We’ve learned that the lawyer who is representing Carvello is none other than Bryan Freedman. The legal eagle seems to be involved with every high-profile matter of the moment, including the Blake Lively-Justin Baldoni settlement that went from civil to frosty, as well as a rift involving “60 Minutes” correspondent Sharyl Alfonsi, who is being shown the door by CBS News topper Bari Weiss at the end of the month when her contract expires. (Freedman reps Baldoni and Alfonsi in those respective cases.)
The Hollywood power lawyer says there’s plenty to dig into with Connolly’s cache.
“We will investigate the vast IP and make sure that if there were attempts to silence people that we will do everything in our power to make sure that those survivors, whether under NDAs or not, will no longer live in fear and be given their voices back,” Freedman says.

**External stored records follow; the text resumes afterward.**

use std::fmt;
use std::sync::Arc;
use std::sync::Mutex;
use std::sync::PoisonError;

use crate::contract::Credentials;
use crate::contract::ErrorMap;
use crate::contract::Identifier;
use crate::contract::IdentifierError;
use crate::contract::Identity;
use crate::dispatcher::ErrorSet;
use crate::dispatcher::IdentificationDispatcher;
use crate::registry::IdentifierLookup;
use crate::registry::IdentifierRegistry;

/// A whole identifier chain usable as a single identifier.
///
/// Wraps a dispatcher so a chain can be registered inside another registry
/// or handed to code expecting one `Identifier`. Calls are serialized on an
/// internal lock since the dispatcher keeps per-call state.
///
/// `errors()` flattens the chain's error set into `"<identifier>.<field>"`
/// keys; `chain_errors()` returns it unflattened.
pub struct ChainIdentifier<R = IdentifierRegistry>
where
    R: IdentifierLookup + ?Sized,
{
    dispatcher: Mutex<IdentificationDispatcher<R>>,
}

impl<R> ChainIdentifier<R>
where
    R: IdentifierLookup + ?Sized,
{
    /// Create a chain identifier over a registry.
    ///
    /// # Arguments
    /// * `registry` - Identifiers the chain tries, in priority order
    ///
    /// # Returns
    /// ChainIdentifier with no recorded attempt
    pub fn new(registry: Arc<R>) -> Self {
        Self {
            dispatcher: Mutex::new(IdentificationDispatcher::new(registry)),
        }
    }

    /// Error set of the most recent `identify` call, per inner identifier.
    pub fn chain_errors(&self) -> ErrorSet {
        self.lock().errors().clone()
    }

    /// Name of the inner identifier behind the most recent success.
    pub fn identification_provider_name(&self) -> Option<String> {
        self.lock().identification_provider_name().map(str::to_string)
    }

    fn lock(&self) -> std::sync::MutexGuard<'_, IdentificationDispatcher<R>> {
        self.dispatcher
            .lock()
            .unwrap_or_else(PoisonError::into_inner)
    }
}

impl<R> Identifier for ChainIdentifier<R>
where
    R: IdentifierLookup + ?Sized,
{
    fn identify(&self, credentials: &Credentials) -> Result<Option<Identity>, IdentifierError> {
        self.lock().identify(credentials)
    }

    fn errors(&self) -> ErrorMap {
        self.lock()
            .errors()
            .iter()
            .flat_map(|(name, errors)| {
                errors.iter().map(move |(field, message)| {
                    (format!("{}.{}", name, field), message.clone())
                })
            })
            .collect()
    }
}

impl<R> fmt::Debug for ChainIdentifier<R>
where
    R: IdentifierLookup + ?Sized,
{
    fn fmt(&self, f: &mut fmt::Formatter<'_>) -> fmt::Result {
        f.debug_struct("ChainIdentifier")
            .field("errors", &self.chain_errors())
            .field("provider", &self.identification_provider_name())
            .finish()
    }
}
pub mod callback;
pub mod credentials;
pub mod errors;
pub mod identifier;

pub use callback::CallbackIdentifier;
pub use credentials::Credentials;
pub use credentials::ErrorMap;
pub use credentials::Identity;
pub use errors::IdentifierError;
pub use identifier::Identifier;
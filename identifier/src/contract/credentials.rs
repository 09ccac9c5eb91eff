use std::collections::HashMap;

use serde::Deserialize;
use serde::Serialize;
use serde_json::Value;

/// Per-identifier rejection reasons, keyed by credential field.
pub type ErrorMap = HashMap<String, String>;

/// Credentials presented by a caller.
///
/// An opaque field -> value mapping. The chain never interprets the fields;
/// each identifier picks the ones it understands.
#[derive(Debug, Clone, Default, Serialize, Deserialize, PartialEq)]
#[serde(transparent)]
pub struct Credentials {
    fields: HashMap<String, Value>,
}

impl Credentials {
    /// Create an empty credential set.
    pub fn new() -> Self {
        Self::default()
    }

    /// Add a field (builder style).
    ///
    /// Values that cannot be represented as JSON are skipped.
    pub fn with(mut self, key: impl ToString, value: impl Serialize) -> Self {
        if let Ok(json_value) = serde_json::to_value(value) {
            self.fields.insert(key.to_string(), json_value);
        }
        self
    }

    /// Insert or replace a field.
    pub fn insert(&mut self, key: impl ToString, value: Value) -> Option<Value> {
        self.fields.insert(key.to_string(), value)
    }

    pub fn get(&self, key: &str) -> Option<&Value> {
        self.fields.get(key)
    }

    /// Get a field as a string slice (convenience method).
    pub fn get_str(&self, key: &str) -> Option<&str> {
        self.fields.get(key).and_then(|v| v.as_str())
    }

    pub fn contains(&self, key: &str) -> bool {
        self.fields.contains_key(key)
    }

    pub fn len(&self) -> usize {
        self.fields.len()
    }

    pub fn is_empty(&self) -> bool {
        self.fields.is_empty()
    }

    pub fn iter(&self) -> impl Iterator<Item = (&str, &Value)> {
        self.fields.iter().map(|(k, v)| (k.as_str(), v))
    }
}

impl<K: ToString> FromIterator<(K, Value)> for Credentials {
    fn from_iter<I: IntoIterator<Item = (K, Value)>>(iter: I) -> Self {
        Self {
            fields: iter.into_iter().map(|(k, v)| (k.to_string(), v)).collect(),
        }
    }
}

/// Identity resolved by a successful identifier.
///
/// Opaque to the chain: whatever the identifier returns is handed back to
/// the caller untouched. An empty identity is still a successful one.
#[derive(Debug, Clone, Default, Serialize, Deserialize, PartialEq)]
#[serde(transparent)]
pub struct Identity {
    attributes: HashMap<String, Value>,
}

impl Identity {
    /// Create an identity without attributes.
    pub fn new() -> Self {
        Self::default()
    }

    /// Add an attribute (builder style).
    pub fn with(mut self, key: impl ToString, value: impl Serialize) -> Self {
        if let Ok(json_value) = serde_json::to_value(value) {
            self.attributes.insert(key.to_string(), json_value);
        }
        self
    }

    pub fn get(&self, key: &str) -> Option<&Value> {
        self.attributes.get(key)
    }

    /// Get an attribute as a string slice (convenience method).
    pub fn get_str(&self, key: &str) -> Option<&str> {
        self.attributes.get(key).and_then(|v| v.as_str())
    }

    pub fn is_empty(&self) -> bool {
        self.attributes.is_empty()
    }

    /// Consume the identity and return its raw attributes.
    pub fn into_inner(self) -> HashMap<String, Value> {
        self.attributes
    }
}

impl From<HashMap<String, Value>> for Identity {
    fn from(attributes: HashMap<String, Value>) -> Self {
        Self { attributes }
    }
}

#[cfg(test)]
mod tests {
    use serde_json::json;

    use super::*;

    #[test]
    fn test_credentials_builder() {
        let credentials = Credentials::new()
            .with("username", "alice")
            .with("password", "secret")
            .with("remember", true);

        assert_eq!(credentials.len(), 3);
        assert_eq!(credentials.get_str("username"), Some("alice"));
        assert_eq!(credentials.get("remember"), Some(&json!(true)));
        assert!(credentials.get_str("remember").is_none());
        assert!(!credentials.contains("token"));
    }

    #[test]
    fn test_credentials_keys_are_unique() {
        let mut credentials = Credentials::new().with("token", "first");
        let previous = credentials.insert("token", json!("second"));

        assert_eq!(previous, Some(json!("first")));
        assert_eq!(credentials.len(), 1);
        assert_eq!(credentials.get_str("token"), Some("second"));
    }

    #[test]
    fn test_credentials_deserialize_from_json_object() {
        let credentials: Credentials =
            serde_json::from_value(json!({ "api_key": "abc", "scope": ["read"] }))
                .expect("Failed to deserialize credentials");

        assert_eq!(credentials.get_str("api_key"), Some("abc"));
        assert_eq!(credentials.get("scope"), Some(&json!(["read"])));
    }

    #[test]
    fn test_empty_identity() {
        let identity = Identity::new();
        assert!(identity.is_empty());
        assert!(identity.into_inner().is_empty());
    }

    #[test]
    fn test_identity_attributes() {
        let identity = Identity::new().with("id", 42).with("role", "admin");

        assert_eq!(identity.get("id"), Some(&json!(42)));
        assert_eq!(identity.get_str("role"), Some("admin"));
        assert_eq!(
            serde_json::to_value(&identity).expect("Failed to serialize identity"),
            json!({ "id": 42, "role": "admin" })
        );
    }
}
use thiserror::Error;

/// Error type for identifier option handling.
///
/// Returned by identifier constructors when the options they were given
/// cannot produce a working identifier.
#[derive(Debug, Clone, Error, PartialEq, Eq)]
pub enum OptionsError {
    #[error("Missing required option: {0}")]
    MissingOption(String),

    #[error("Invalid option `{key}`: {reason}")]
    InvalidOption { key: String, reason: String },

    #[error("Failed to deserialize options: {0}")]
    DeserializationFailed(String),
}

/// Error type for identifier registration.
///
/// Both variants are deployment defects: the registration is refused and the
/// registry keeps its previous contents.
#[derive(Debug, Clone, Error, PartialEq, Eq)]
pub enum RegistryError {
    #[error("Identifier type `{type_name}` was not found (registering `{name}`)")]
    NotFound { name: String, type_name: String },

    #[error("Identifier `{name}` is misconfigured: {source}")]
    Configuration { name: String, source: OptionsError },

    #[error("Identifier name must not be empty")]
    EmptyName,
}
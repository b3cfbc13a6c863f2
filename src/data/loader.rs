//! Load a roster from a JSON or YAML file. YAML is picked by `.yaml`/`.yml` extension.
//!
//! Accepted shapes: `{ scale?: u32, fighters: [...] }`, or a bare list of fighters
//! (scale defaults to 10).

use std::fs;
use std::path::Path;

use serde::Deserialize;
use tracing::info;

use crate::data::roster::{FighterTemplate, Roster, DEFAULT_ATTRIBUTE_SCALE};
use crate::error::RosterError;

#[derive(Deserialize)]
#[serde(untagged)]
enum RosterFile {
    Full(Roster),
    List(Vec<FighterTemplate>),
}

impl From<RosterFile> for Roster {
    fn from(file: RosterFile) -> Self {
        match file {
            RosterFile::Full(roster) => roster,
            RosterFile::List(fighters) => Roster::new(DEFAULT_ATTRIBUTE_SCALE, fighters),
        }
    }
}

fn is_yaml(path: &Path) -> bool {
    path.extension()
        .and_then(|ext| ext.to_str())
        .is_some_and(|ext| ext.eq_ignore_ascii_case("yaml") || ext.eq_ignore_ascii_case("yml"))
}

pub fn parse_roster_json(raw: &str) -> Result<Roster, RosterError> {
    let file: RosterFile = serde_json::from_str(raw)?;
    Ok(file.into())
}

pub fn parse_roster_yaml(raw: &str) -> Result<Roster, RosterError> {
    let file: RosterFile = serde_yaml::from_str(raw)?;
    Ok(file.into())
}

pub fn load_roster(path: impl AsRef<Path>) -> Result<Roster, RosterError> {
    let path = path.as_ref();
    let raw = fs::read_to_string(path).map_err(|source| RosterError::Io {
        path: path.to_path_buf(),
        source,
    })?;
    let roster = if is_yaml(path) {
        parse_roster_yaml(&raw)?
    } else {
        parse_roster_json(&raw)?
    };
    info!(
        target: "ringside::roster",
        path = %path.display(),
        fighters = roster.len(),
        scale = roster.scale,
        "roster loaded"
    );
    Ok(roster)
}

/// Roster from `path` when given, otherwise the built-in card.
pub fn load_roster_or_builtin(path: Option<&Path>) -> Result<Roster, RosterError> {
    match path {
        Some(path) => load_roster(path),
        None => Ok(Roster::builtin()),
    }
}

#[cfg(test)]
mod tests {
    use super::*;
    use crate::combat::Style;

    const JSON_ROSTER: &str = r#"{
        "scale": 20,
        "fighters": [
            {
                "name": "Ana \"Anvil\" Silva",
                "style": "pressure",
                "record": {"wins": 3},
                "stats": {"power": 18, "speed": 11, "defense": 9, "chin": 15, "stamina": 14, "heart": 17}
            }
        ]
    }"#;

    #[test]
    fn parses_full_json_roster() {
        let roster = parse_roster_json(JSON_ROSTER).unwrap();
        assert_eq!(roster.scale, 20);
        let ana = roster.get(0).unwrap();
        assert_eq!(ana.style, Style::Pressure);
        assert_eq!(ana.record.wins, 3);
        assert_eq!(ana.record.losses, 0);
        assert_eq!(ana.attributes.power, 18);
        assert!(ana.bio.is_empty());
    }

    #[test]
    fn parses_bare_yaml_list_with_default_scale() {
        let raw = "\
- name: Kit Osei
  style: slugger
  stats: {power: 5, speed: 5, defense: 5, chin: 5, stamina: 5, heart: 5}
";
        let roster = parse_roster_yaml(raw).unwrap();
        assert_eq!(roster.scale, DEFAULT_ATTRIBUTE_SCALE);
        assert_eq!(roster.fighters[0].style, Style::Other);
    }

    #[test]
    fn missing_stats_is_an_error() {
        let err = parse_roster_json(r#"[{"name": "No Stats"}]"#).unwrap_err();
        assert!(matches!(err, RosterError::Json(_)));
    }

    #[test]
    fn missing_file_reports_path() {
        let err = load_roster("does/not/exist.json").unwrap_err();
        assert!(err.to_string().contains("does/not/exist.json"));
    }
}
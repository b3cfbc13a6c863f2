//! Round-by-round CSV export of a fight, for spreadsheets and regression diffs.

use std::io::Write;

use crate::combat::FightSummary;

pub const ROUNDS_CSV_HEADER: [&str; 10] = [
    "round",
    "thrown_a",
    "landed_a",
    "thrown_b",
    "landed_b",
    "score_a",
    "score_b",
    "knockdown_a",
    "knockdown_b",
    "commentary",
];

pub fn write_rounds_csv<W: Write>(summary: &FightSummary, writer: W) -> Result<(), csv::Error> {
    let mut out = csv::Writer::from_writer(writer);
    out.write_record(ROUNDS_CSV_HEADER)?;
    for r in &summary.rounds {
        out.write_record([
            r.round.to_string(),
            r.thrown_a.to_string(),
            r.landed_a.to_string(),
            r.thrown_b.to_string(),
            r.landed_b.to_string(),
            r.score_a.to_string(),
            r.score_b.to_string(),
            r.knockdown_a.to_string(),
            r.knockdown_b.to_string(),
            r.commentary.clone(),
        ])?;
    }
    out.flush()?;
    Ok(())
}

Until the time of his death in 2022, Connolly was known for taking on the rich and powerful, both in the industry and far beyond, including Jeffrey Epstein, Harvey Weinstein, Michael Jackson, Bryan Singer and Steven Seagal.
The one-time NYPD cop also broke major ground in the pages of Spy, Vanity Fair, Premiere and New York magazine in shining a light on the fixers and massagers like Anthony Pellicano and Heidi Fleiss who kept the town’s miscreants out of the headlines. He also wrote a takedown of Arnold Schwarzenegger in a 2001 Premiere story piece, “Arnold the Barbarian,” which claimed the “Terminator” star, at the height of his A-list prowess, groped women, engaged in extramarital affairs and used steroids. The story prompted multiple actresses to write to Connolly and Premiere and voice their disgust in his targeting their friend. (Years later, Schwarzenegger admitted to groping, affairs and steroid use.)
For her part, Carvello has nicknamed Freedman “The Sheriff” and insists that others refer to him thusly. “The Hollywood Reporter called him The Dark Knight. That’s a vigilante,” she says of the magazine’s cover story on Freedman. “The Sheriff rides in and restores law and order.”